I would only bail her out on condition that she has no more credit cards and that you have control of the majority of the finances, with her having a monthly allowance (again, infantilising but she's already shown herself to be utterly fucking irresponsible with money). I would try to help purely because it would burn me so much that the money was going into a vast black hole of interest and bank charges, rather than paying off the actual debt.

But I agree with trying to recoup some of the money by selling stuff that isn't necessary.

Icedlatte Fri 22-Feb-19 11:22:23

Hi op, what a shock for you.

I was living a perfectly nice life until one day I found out my DH had £38k of secret debt. He had also been leaning on me to pay for everything, and (although it took me and solicitors a long time to unravel it all) he had effectively lied and siphoned money out of what should have been the family funds which was now lost in the debt hole.

Ultimately throughout our marriage I had worked full time (as had he) but now all the money I had earned was gone, without me opting in to the usage of it.

I couldn't get past the deceit, and also my DH was looking to me to fix his mistakes, rather thankfully taking responsibility and action to fix it himself. I couldn't trust we wouldn't find ourselves back there again.

We got divorced, it was declared unreasonable behaviour and financial abuse, and we were divorced with a clean break clause within a year - which means I am in no way liable for his debts.
The court also ruled he should pay me £20k as a settlement, to pay back money he had 'taken' from the family pot.

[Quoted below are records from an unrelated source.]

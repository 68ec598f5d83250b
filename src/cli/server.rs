//! One-shot subcommands that query or change backend settings.

use std::error::Error;

use crate::api::{
    ChatBackend, ChatHistory, GenerationSettings, GenerationState, HttpBackend, ModelSettings,
    Sample, ToolInfo,
};
use crate::core::transcript::Role;
use crate::ui::view::format_sessions;

/// Generation flags from the command line; `None` keeps the server value.
#[derive(Debug, Clone, Default, PartialEq, Eq)]
pub struct GenerationOverrides {
    pub reasoning_effort: Option<String>,
    pub text_verbosity: Option<String>,
    pub max_output_tokens: Option<u32>,
}

impl GenerationOverrides {
    pub fn is_empty(&self) -> bool {
        self.reasoning_effort.is_none()
            && self.text_verbosity.is_none()
            && self.max_output_tokens.is_none()
    }

    /// The update endpoint takes all three fields, so unset flags are filled
    /// from the current settings.
    pub fn apply(&self, current: &GenerationSettings) -> GenerationSettings {
        GenerationSettings {
            reasoning_effort: self
                .reasoning_effort
                .clone()
                .unwrap_or_else(|| current.reasoning_effort.clone()),
            text_verbosity: self
                .text_verbosity
                .clone()
                .unwrap_or_else(|| current.text_verbosity.clone()),
            max_output_tokens: self.max_output_tokens.unwrap_or(current.max_output_tokens),
        }
    }
}

pub async fn run_health(backend: &HttpBackend) -> Result<(), Box<dyn Error>> {
    let status = backend.health().await.map_err(|err| err.summary())?;
    let label = status
        .get("status")
        .and_then(|value| value.as_str())
        .unwrap_or("ok");
    println!("{} is {label}", backend.base_url());
    Ok(())
}

pub async fn run_samples(backend: &HttpBackend) -> Result<(), Box<dyn Error>> {
    let samples = backend.samples().await.map_err(|err| err.summary())?;
    println!("{}", format_samples(&samples));
    Ok(())
}

pub async fn run_model(backend: &HttpBackend, name: Option<String>) -> Result<(), Box<dyn Error>> {
    let settings = match name {
        Some(name) => {
            let updated = backend.set_model(&name).await.map_err(|err| err.summary())?;
            println!("✅ Model set to {}", updated.model);
            updated
        }
        None => backend.model().await.map_err(|err| err.summary())?,
    };
    println!("{}", format_model(&settings));
    Ok(())
}

pub async fn run_generation(
    backend: &HttpBackend,
    overrides: GenerationOverrides,
) -> Result<(), Box<dyn Error>> {
    let state = backend.generation().await.map_err(|err| err.summary())?;
    if overrides.is_empty() {
        println!("{}", format_generation(&state));
        return Ok(());
    }
    let updated = backend
        .set_generation(&overrides.apply(&state.current))
        .await
        .map_err(|err| err.summary())?;
    println!("✅ Generation settings updated");
    println!(
        "{}",
        format_generation(&GenerationState {
            current: updated,
            defaults: state.defaults,
        })
    );
    Ok(())
}

pub async fn run_tools(backend: &HttpBackend) -> Result<(), Box<dyn Error>> {
    let tools = backend.list_tools().await.map_err(|err| err.summary())?;
    println!("{}", format_tools(&tools));
    Ok(())
}

pub async fn run_tool_toggle(
    backend: &HttpBackend,
    name: &str,
    active: bool,
) -> Result<(), Box<dyn Error>> {
    let response = backend
        .set_tool_active(name, active)
        .await
        .map_err(|err| err.summary())?;
    let state = if response.active { "enabled" } else { "disabled" };
    println!("✅ {} {state}", response.name);
    Ok(())
}

pub async fn run_sessions(backend: &HttpBackend) -> Result<(), Box<dyn Error>> {
    let sessions = backend.list_sessions().await.map_err(|err| err.summary())?;
    println!("{}", format_sessions(&sessions, None));
    Ok(())
}

pub async fn run_history(backend: &HttpBackend, chat_id: &str) -> Result<(), Box<dyn Error>> {
    let history = backend
        .chat_history(chat_id)
        .await
        .map_err(|err| err.summary())?;
    println!("{}", format_history(&history));
    Ok(())
}

pub fn format_model(settings: &ModelSettings) -> String {
    let mut lines = vec![format!("Current model: {}", settings.model)];
    if let Some(effort) = &settings.reasoning_effort {
        lines.push(format!("Reasoning effort: {effort}"));
    }
    if !settings.available.is_empty() {
        lines.push("Available:".to_string());
        for model in &settings.available {
            let marker = if *model == settings.model { '*' } else { ' ' };
            match settings.reasoning_options.get(model) {
                Some(options) if !options.is_empty() => {
                    lines.push(format!("{marker} {model} (reasoning: {})", options.join(", ")))
                }
                _ => lines.push(format!("{marker} {model}")),
            }
        }
    }
    lines.join("\n")
}

pub fn format_generation(state: &GenerationState) -> String {
    let current = &state.current;
    let default_note = |value: String, default: Option<String>| match default {
        Some(default) if default != value => format!("{value} (default {default})"),
        _ => value,
    };
    let defaults = state.defaults.as_ref();
    [
        format!(
            "reasoning_effort: {}",
            default_note(
                current.reasoning_effort.clone(),
                defaults.map(|d| d.reasoning_effort.clone())
            )
        ),
        format!(
            "text_verbosity: {}",
            default_note(
                current.text_verbosity.clone(),
                defaults.map(|d| d.text_verbosity.clone())
            )
        ),
        format!(
            "max_output_tokens: {}",
            default_note(
                current.max_output_tokens.to_string(),
                defaults.map(|d| d.max_output_tokens.to_string())
            )
        ),
    ]
    .join("\n")
}

pub fn format_tools(tools: &[ToolInfo]) -> String {
    if tools.is_empty() {
        return "No tools registered.".to_string();
    }
    tools
        .iter()
        .map(|tool| {
            let state = if tool.active { "on " } else { "off" };
            if tool.source.is_empty() {
                format!("[{state}] {}", tool.name)
            } else {
                format!("[{state}] {} ({})", tool.name, tool.source)
            }
        })
        .collect::<Vec<_>>()
        .join("\n")
}

pub fn format_samples(samples: &[Sample]) -> String {
    if samples.is_empty() {
        return "No sample prompts.".to_string();
    }
    samples
        .iter()
        .map(|sample| {
            let mut block = format!("• {}", sample.title);
            if !sample.description.is_empty() {
                block.push_str(&format!(" - {}", sample.description));
            }
            block.push_str(&format!("\n    {}", sample.prompt));
            block
        })
        .collect::<Vec<_>>()
        .join("\n")
}

pub fn format_history(history: &ChatHistory) -> String {
    let lines: Vec<String> = history
        .messages
        .iter()
        .filter_map(|message| {
            let prefix = match Role::from_api_role(&message.role)? {
                Role::User => "you>",
                Role::Assistant => "assistant>",
            };
            Some(format!("{prefix} {}", message.content))
        })
        .collect();
    if lines.is_empty() {
        "No messages.".to_string()
    } else {
        lines.join("\n\n")
    }
}
use std::fs::OpenOptions;
use std::io::{BufWriter, Write};
use std::path::{Path, PathBuf};

use chrono::Local;
use tracing_subscriber::EnvFilter;

use crate::core::transcript::{Bubble, Role};

pub const LOG_ENV_VAR: &str = "BLUECHAT_LOG";
const DEFAULT_DIRECTIVE: &str = "warn";

/// Pick the tracing filter directive: `BLUECHAT_LOG`, then `RUST_LOG`, then `warn`.
pub fn log_directive(bluechat_log: Option<String>, rust_log: Option<String>) -> String {
    bluechat_log
        .filter(|value| !value.trim().is_empty())
        .or_else(|| rust_log.filter(|value| !value.trim().is_empty()))
        .unwrap_or_else(|| DEFAULT_DIRECTIVE.to_string())
}

/// Install the global subscriber. Diagnostics go to stderr so replies on
/// stdout can be piped. Calling this twice is harmless.
pub fn init_tracing() {
    let directive = log_directive(
        std::env::var(LOG_ENV_VAR).ok(),
        std::env::var("RUST_LOG").ok(),
    );
    let filter = EnvFilter::try_new(&directive).unwrap_or_else(|_| EnvFilter::new(DEFAULT_DIRECTIVE));
    let _ = tracing_subscriber::fmt()
        .with_env_filter(filter)
        .with_writer(std::io::stderr)
        .try_init();
}

/// Optional plain-text log of the conversation.
#[derive(Debug, Default)]
pub struct TranscriptLog {
    file_path: Option<PathBuf>,
    is_active: bool,
}

impl TranscriptLog {
    /// Start logging immediately when a path is given.
    pub fn new(log_file: Option<PathBuf>) -> Result<Self, Box<dyn std::error::Error>> {
        let mut log = TranscriptLog::default();
        if let Some(path) = log_file {
            log.set_log_file(path)?;
        }
        Ok(log)
    }

    pub fn set_log_file(&mut self, path: PathBuf) -> Result<String, Box<dyn std::error::Error>> {
        test_file_access(&path)?;
        let message = format!("Logging enabled to: {}", path.display());
        self.file_path = Some(path);
        self.is_active = true;
        Ok(message)
    }

    /// Pause or resume logging to the current file.
    pub fn toggle(&mut self) -> Result<String, Box<dyn std::error::Error>> {
        let Some(path) = self.file_path.clone() else {
            return Err("No log file specified. Use /log <filename> to enable logging first.".into());
        };
        if self.is_active {
            let stamp = Local::now().format("%Y-%m-%d %H:%M:%S");
            self.write_block(&format!("## Logging paused at {stamp}"))?;
            self.is_active = false;
            Ok(format!("Logging paused (file: {})", path.display()))
        } else {
            self.is_active = true;
            Ok(format!("Logging resumed to: {}", path.display()))
        }
    }

    pub fn is_active(&self) -> bool {
        self.is_active
    }

    /// Append one bubble. User text is quoted with `> ` like a chat transcript.
    pub fn log_bubble(&self, bubble: &Bubble) -> Result<(), Box<dyn std::error::Error>> {
        if !self.is_active {
            return Ok(());
        }
        let content = match bubble.role {
            Role::User => bubble
                .text
                .lines()
                .map(|line| format!("> {line}"))
                .collect::<Vec<_>>()
                .join("\n"),
            Role::Assistant => bubble.text.clone(),
        };
        self.write_block(&content)
    }

    pub fn status_string(&self) -> String {
        match (&self.file_path, self.is_active) {
            (None, _) => "disabled".to_string(),
            (Some(path), true) => format!("active ({})", file_name(path)),
            (Some(path), false) => format!("paused ({})", file_name(path)),
        }
    }

    fn write_block(&self, content: &str) -> Result<(), Box<dyn std::error::Error>> {
        let Some(path) = &self.file_path else {
            return Ok(());
        };
        let file = OpenOptions::new().create(true).append(true).open(path)?;
        let mut writer = BufWriter::new(file);
        for line in content.lines() {
            writeln!(writer, "{line}")?;
        }
        writeln!(writer)?;
        writer.flush()?;
        Ok(())
    }
}

fn file_name(path: &Path) -> String {
    path.file_name()
        .unwrap_or_default()
        .to_string_lossy()
        .into_owned()
}

fn test_file_access(path: &Path) -> Result<(), Box<dyn std::error::Error>> {
    let mut file = OpenOptions::new().create(true).append(true).open(path)?;
    file.flush()?;
    Ok(())
}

I hope you can work through it together, but if not, there are options

Cornishclio Fri 22-Feb-19 11:22:23

I can understand you are angry and feel betrayed. Presumably you keep your finances separate. Has the debt accrued due to buying unnecessary things or childcare costs etc or is she on low income and got into a debt spiral due to paying for food etc?

I would go through a budget with her and work out a way to pay the debt off. If you use savings to pay off the most expensive debt she has to replace those savings. I hesitate to say it is all her fault as if there is a disparity of incomes and she is having to cover half the household costs on a much lower income that is not fair you have a lot more disposable income. She should have said that ages ago though before the debt got to £40k. I think the cards need to be cut up

AnnaMagnani Fri 22-Feb-19 11:22:49

How has this built up?

Have you also responsibility in that you have been enjoying the stuff she is buying without a thought about if it is affordable? Have you been insisting on being 50:50 when actually your incomes are 70:30 and she just couldn't keep up?

If you are married, you are a team and that is in finances too. It rings alarm bells with me that you see this entirely as her problem to fix as if you had nothing to do with it at all - more than likely you did.

RomanyQueen1 Fri 22-Feb-19 11:24:16

I don't understand how a couple can live like this. It's weird, tbh.

TatianaLarina Fri 22-Feb-19 11:24:30

Do you have kids, if not I’d be out of there.

Stepchange + debt plans, if you have property to sell she can pay back debt out of that when you split up.